Monitoring and observability are critical for managing modern, cloud-native infrastructures. As a DevOps engineer and monitoring enthusiast, I often get asked – "What are the best open-source monitoring tools available today?" My answer is always Prometheus and Grafana. In this comprehensive guide, we will dive into how these powerful tools work and how you can use them to monitor just about anything.

Why Monitoring Matters

"If you can‘t measure it, you can‘t improve it." I live by this mantra when it comes to monitoring systems. Here are some key reasons why monitoring is so important:

  • Stay ahead of issues – By tracking key metrics and setting alerts, you can detect anomalies and resolve problems before they cause outages. Getting notified early about increasing error rates or latency spikes is crucial.
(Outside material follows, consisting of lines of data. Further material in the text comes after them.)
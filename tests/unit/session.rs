use super::*;
use std::fs;
use tempfile::{tempdir, TempDir};

fn open(names: &[&str]) -> (TempDir, Session) {
    let dir = tempdir().unwrap();
    let root = dir.path().join("demo.zkb");
    fs::create_dir(&root).unwrap();
    for name in names {
        fs::create_dir(root.join(name)).unwrap();
    }
    let session = Session::open(&root).unwrap();
    (dir, session)
}

fn labels(session: &mut Session) -> Vec<String> {
    session
        .entries()
        .unwrap()
        .into_iter()
        .map(|e| e.label.to_string())
        .collect()
}

#[test]
fn test_open_requires_directory() {
    let dir = tempdir().unwrap();
    assert!(matches!(
        Session::open(&dir.path().join("missing.zkb")),
        Err(StoreError::RootNotFound(_))
    ));
}

#[test]
fn test_second_session_is_locked_out() {
    let (_dir, session) = open(&[]);
    assert!(matches!(
        Session::open(session.root()),
        Err(StoreError::Locked(_))
    ));
}

#[test]
fn test_insert_follows_cursor() {
    let (_dir, mut session) = open(&[]);

    session.insert(Some("a"), None).unwrap();
    session.insert(Some("b"), None).unwrap();
    session.insert(None, None).unwrap();

    assert_eq!(labels(&mut session), vec!["a", "b", "'...'"]);
    assert_eq!(session.cursor(), 4);
}

#[test]
fn test_insert_at_cursor_position() {
    let (_dir, mut session) = open(&["1 a", "2 c"]);

    session.set_cursor(2).unwrap();
    session.insert(Some("b"), None).unwrap();

    assert_eq!(labels(&mut session), vec!["a", "b", "c"]);
    assert_eq!(session.cursor(), 3);
}

#[test]
fn test_set_cursor_bounds() {
    let (_dir, mut session) = open(&["1 a"]);

    session.set_cursor(2).unwrap();
    assert!(matches!(
        session.set_cursor(3),
        Err(StoreError::NonExistentLine { line: 3, count: 1 })
    ));
    assert!(session.set_cursor(0).is_err());
}

#[test]
fn test_delete_defaults_to_last_line_at_append() {
    let (_dir, mut session) = open(&["1 a", "2 b"]);

    session.set_cursor(3).unwrap();
    let removed = session.delete(None, false).unwrap();

    assert_eq!(removed[0].label, "b");
    assert_eq!(labels(&mut session), vec!["a"]);
    assert_eq!(session.cursor(), 2);
}

#[test]
fn test_delete_on_empty_container() {
    let (_dir, mut session) = open(&[]);
    assert!(matches!(
        session.delete(None, false),
        Err(StoreError::NonExistentLine { count: 0, .. })
    ));
}

#[test]
fn test_undo_and_redo_insert() {
    let (_dir, mut session) = open(&["1 a"]);

    session.insert(Some("b"), Some(1)).unwrap();
    assert_eq!(labels(&mut session), vec!["b", "a"]);

    session.undo().unwrap();
    assert_eq!(labels(&mut session), vec!["a"]);

    session.redo().unwrap();
    assert_eq!(labels(&mut session), vec!["b", "a"]);

    session.undo().unwrap();
    assert!(matches!(session.undo(), Err(StoreError::NoHistory)));
}

#[test]
fn test_new_mutation_clears_redo() {
    let (_dir, mut session) = open(&[]);

    session.insert(Some("a"), None).unwrap();
    session.undo().unwrap();
    session.insert(Some("b"), None).unwrap();

    assert!(matches!(session.redo(), Err(StoreError::NoRedo)));
}

#[test]
fn test_undo_range_delete_is_one_step() {
    let (_dir, mut session) = open(&["1 a", "2 b", "3 c", "4 d"]);

    session.delete(Some(LineRange::new(2, 3)), false).unwrap();
    assert_eq!(labels(&mut session), vec!["a", "d"]);

    session.undo().unwrap();
    assert_eq!(labels(&mut session), vec!["a", "b", "c", "d"]);
    assert!(!session.history().can_undo());
}

#[test]
fn test_undo_forced_delete_restores_top_level_only() {
    let (dir, mut session) = open(&["1 main", "2 end"]);
    fs::create_dir(dir.path().join("demo.zkb/1 main/1 body")).unwrap();

    session.delete(Some(LineRange::point(1)), true).unwrap();
    session.undo().unwrap();

    assert_eq!(labels(&mut session), vec!["main", "end"]);
    assert_eq!(session.info(1).unwrap().children, 0);
}

#[test]
fn test_undo_rename_with_mixed_labels() {
    let (_dir, mut session) = open(&["1 a", "2 b", "3 c"]);

    session
        .rename(&LabelSource::Text("z".into()), Some(LineRange::new(1, 3)))
        .unwrap();
    assert_eq!(labels(&mut session), vec!["z", "z", "z"]);

    session.undo().unwrap();
    assert_eq!(labels(&mut session), vec!["a", "b", "c"]);

    session.redo().unwrap();
    assert_eq!(labels(&mut session), vec!["z", "z", "z"]);
}

#[test]
fn test_rename_to_same_label_records_nothing() {
    let (_dir, mut session) = open(&["1 a"]);

    session
        .rename(&LabelSource::Text("a".into()), Some(LineRange::point(1)))
        .unwrap();
    assert!(!session.history().can_undo());
}

#[test]
fn test_undo_move_and_swap() {
    let (_dir, mut session) = open(&["1 a", "2 b", "3 c", "4 d"]);

    session.move_lines(LineRange::point(1), 3, false).unwrap();
    assert_eq!(labels(&mut session), vec!["b", "c", "a", "d"]);
    session.swap(1, 4).unwrap();
    assert_eq!(labels(&mut session), vec!["d", "c", "a", "b"]);

    session.undo().unwrap();
    assert_eq!(labels(&mut session), vec!["b", "c", "a", "d"]);
    session.undo().unwrap();
    assert_eq!(labels(&mut session), vec!["a", "b", "c", "d"]);
}

#[test]
fn test_extended_move_undo_and_redo() {
    let (_dir, mut session) = open(&["1 a", "2 b"]);

    let outcome = session.move_lines(LineRange::point(1), 4, false).unwrap();
    assert_eq!(
        outcome,
        MoveOutcome::NeedsConfirmation {
            count: 2,
            required: 4
        }
    );
    assert!(!session.history().can_undo());

    session.move_lines(LineRange::point(1), 4, true).unwrap();
    assert_eq!(labels(&mut session), vec!["b", "'...'", "'...'", "a"]);

    session.undo().unwrap();
    assert_eq!(labels(&mut session), vec!["a", "b"]);

    session.redo().unwrap();
    assert_eq!(labels(&mut session), vec!["b", "'...'", "'...'", "a"]);
}

#[test]
fn test_enter_leave_and_breadcrumb() {
    let (dir, mut session) = open(&["1 main()", "2 end"]);
    fs::create_dir(dir.path().join("demo.zkb/1 main()/1 print")).unwrap();

    session.set_cursor(2).unwrap();
    session.enter(1).unwrap();
    assert_eq!(session.cursor(), 1);
    assert_eq!(labels(&mut session), vec!["print"]);
    assert_eq!(session.breadcrumb(), vec!["demo.zkb", "main()"]);

    assert!(session.leave());
    assert_eq!(session.active(), session.root());
    assert!(!session.leave());
    assert!(session.enter(5).is_err());
}

#[test]
fn test_undo_runs_in_recorded_container() {
    let (_dir, mut session) = open(&["1 main()"]);

    session.enter(1).unwrap();
    session.insert(Some("body"), None).unwrap();
    session.leave();

    session.undo().unwrap();
    assert_eq!(session.active(), session.root());
    assert_eq!(session.info(1).unwrap().children, 0);
}

#[test]
fn test_active_container_renamed_by_undo() {
    let (_dir, mut session) = open(&["1 a", "2 b"]);

    session.swap(1, 2).unwrap();
    session.enter(1).unwrap();
    session.undo().unwrap();

    assert_eq!(session.active(), session.root());
    assert_eq!(labels(&mut session), vec!["a", "b"]);
}

#[test]
fn test_failed_undo_keeps_record() {
    let (dir, mut session) = open(&[]);

    session.insert(Some("a"), None).unwrap();
    fs::create_dir(dir.path().join("demo.zkb/1 a/1 child")).unwrap();

    assert!(matches!(session.undo(), Err(StoreError::NotEmpty { line: 1 })));
    assert!(session.history().can_undo());
    assert_eq!(labels(&mut session), vec!["a"]);
}

#[test]
fn test_history_limit_from_settings() {
    let dir = tempdir().unwrap();
    let root = dir.path().join("demo.zkb");
    fs::create_dir(&root).unwrap();
    let settings = Settings {
        history_limit: 2,
        ..Settings::default()
    };
    let mut session =
        Session::with_provider(&root, settings, Arc::new(LocalFileProvider::new())).unwrap();

    for label in ["a", "b", "c"] {
        session.insert(Some(label), None).unwrap();
    }
    assert_eq!(session.history().undo_len(), 2);
}

#[test]
fn test_entries_in_range() {
    let (_dir, mut session) = open(&["1 a", "2 b", "3 c"]);

    let entries = session.entries_in_range(LineRange::new(2, 3)).unwrap();
    let keys: Vec<usize> = entries.iter().map(|e| e.key).collect();
    assert_eq!(keys, vec![2, 3]);

    assert!(matches!(
        session.entries_in_range(LineRange::new(2, 4)),
        Err(StoreError::InvalidRange { .. })
    ));
}

#[test]
fn test_move_to_unreachable_line_is_an_error() {
    let (_dir, mut session) = open(&["1 a", "2 b"]);

    let result = session.move_lines(LineRange::new(1, 2), usize::MAX, true);
    assert!(matches!(result, Err(StoreError::NonExistentLine { .. })));
    assert_eq!(labels(&mut session), vec!["a", "b"]);
    assert!(!session.history().can_undo());
}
  • 聚焦讨论 – 监控提供了定义重要业务指标的方式。比如,跟踪每秒处理的请求数或99百分位延迟。这使团队能够围绕这些核心指标展开讨论。

  • Gain visibility – In today‘s complex, multi-layered environments you need visibility into everything from network to applications. Monitoring provides this insight.

  • Optimizing performance – Monitoring helps uncover bottlenecks and opportunities to tune performance. Metrics show the impact of changes allowing you to optimize.

  • Trend analysis – Tracking usage and growth trends allows planning capacity and resources better. Monitoring uncovers trends before they become issues.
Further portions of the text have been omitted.